GOP Rep. Tom A. Coburn of Oklahoma criticized NBC for showing “Schindler’s List” with its nudity and violence. “Tom is a few channels short of a cable system,” says the Cutler Daily Scoop.
Kenneth Starr argued before the Supreme Court this week on behalf of Hughes Corp. against the Clinton administration. “Next time he visits Pepperdine, Starr should wander over to the law library and learn the meaning of the phrase ‘conflict of interest.’ ” (Daily Scoop)

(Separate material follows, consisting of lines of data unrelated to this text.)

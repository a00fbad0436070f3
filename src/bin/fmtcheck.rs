#![allow(clippy::print_stderr)]

use anyhow::{Context, Result};
use clap::Parser;
use std::io::IsTerminal;

use fmtcheck::cli::args::{CliArgs, OutputFormat};
use fmtcheck::cli::driver;
use fmtcheck::cli::reporter::Reporter;

const EXIT_SUCCESS: i32 = 0;
const EXIT_DIAGNOSTICS_PRESENT: i32 = 1;

fn main() -> Result<()> {
    // Initialize tracing if FMTCHECK_LOG or RUST_LOG is set (zero cost otherwise).
    // Supports FMTCHECK_LOG_FORMAT=tree|json|text (see src/tracing_config.rs).
    fmtcheck::tracing_config::init_tracing();

    let args = CliArgs::parse();
    let cwd = std::env::current_dir().context("failed to resolve current directory")?;

    let result = driver::run(&args, &cwd)?;

    match args.format {
        OutputFormat::Json => {
            let json = serde_json::to_string_pretty(&result.diagnostics)
                .context("failed to serialize diagnostics")?;
            println!("{json}");
        }
        OutputFormat::Text => {
            if result.has_diagnostics() {
                let pretty = args
                    .pretty
                    .unwrap_or_else(|| std::io::stderr().is_terminal());
                let mut reporter = Reporter::new(pretty);
                for (file, source) in &result.sources {
                    reporter.add_source(file.as_str(), source.as_str());
                }
                let output = reporter.render(&result.diagnostics);
                eprintln!("{output}");
                eprintln!(
                    "\nFound {} problem(s) in {} checked file(s).",
                    result.diagnostics.len(),
                    result.files_checked.len()
                );
            }
        }
    }

    if args.fail_on_warnings && result.has_diagnostics() {
        std::process::exit(EXIT_DIAGNOSTICS_PRESENT);
    }

    std::process::exit(EXIT_SUCCESS);
}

Today in Business: McDonald’s fired an opening shot in the burger wars by lowering the price of featured sandwiches to 55 cents. “For the first time in the company’s history, the price of a Big Mac is less than the hourly wage of the person handing it to you,” says Bob Mills.
* “The downside is, if you want fries they’re $14.95.” (Mills)
A bill was introduced in Congress to force the TV industry into a content-based rating system. Says the Daily Scoop, “Any show with meaningful content will be declared unsuitable for network television.”
“Lawyers for chemical heir John DuPont think they have grounds for an appeal of his murder conviction,” says Alan Ray. “They discovered he still has a lot of money.”
Reader Ed Lane was taking his 5-year-old daughter, Amy, shopping for a birthday present for her mother. He told her they had to stop at the ATM to get some money before they went to the mall.
“Good,” Amy said. “That’s better than using our money.”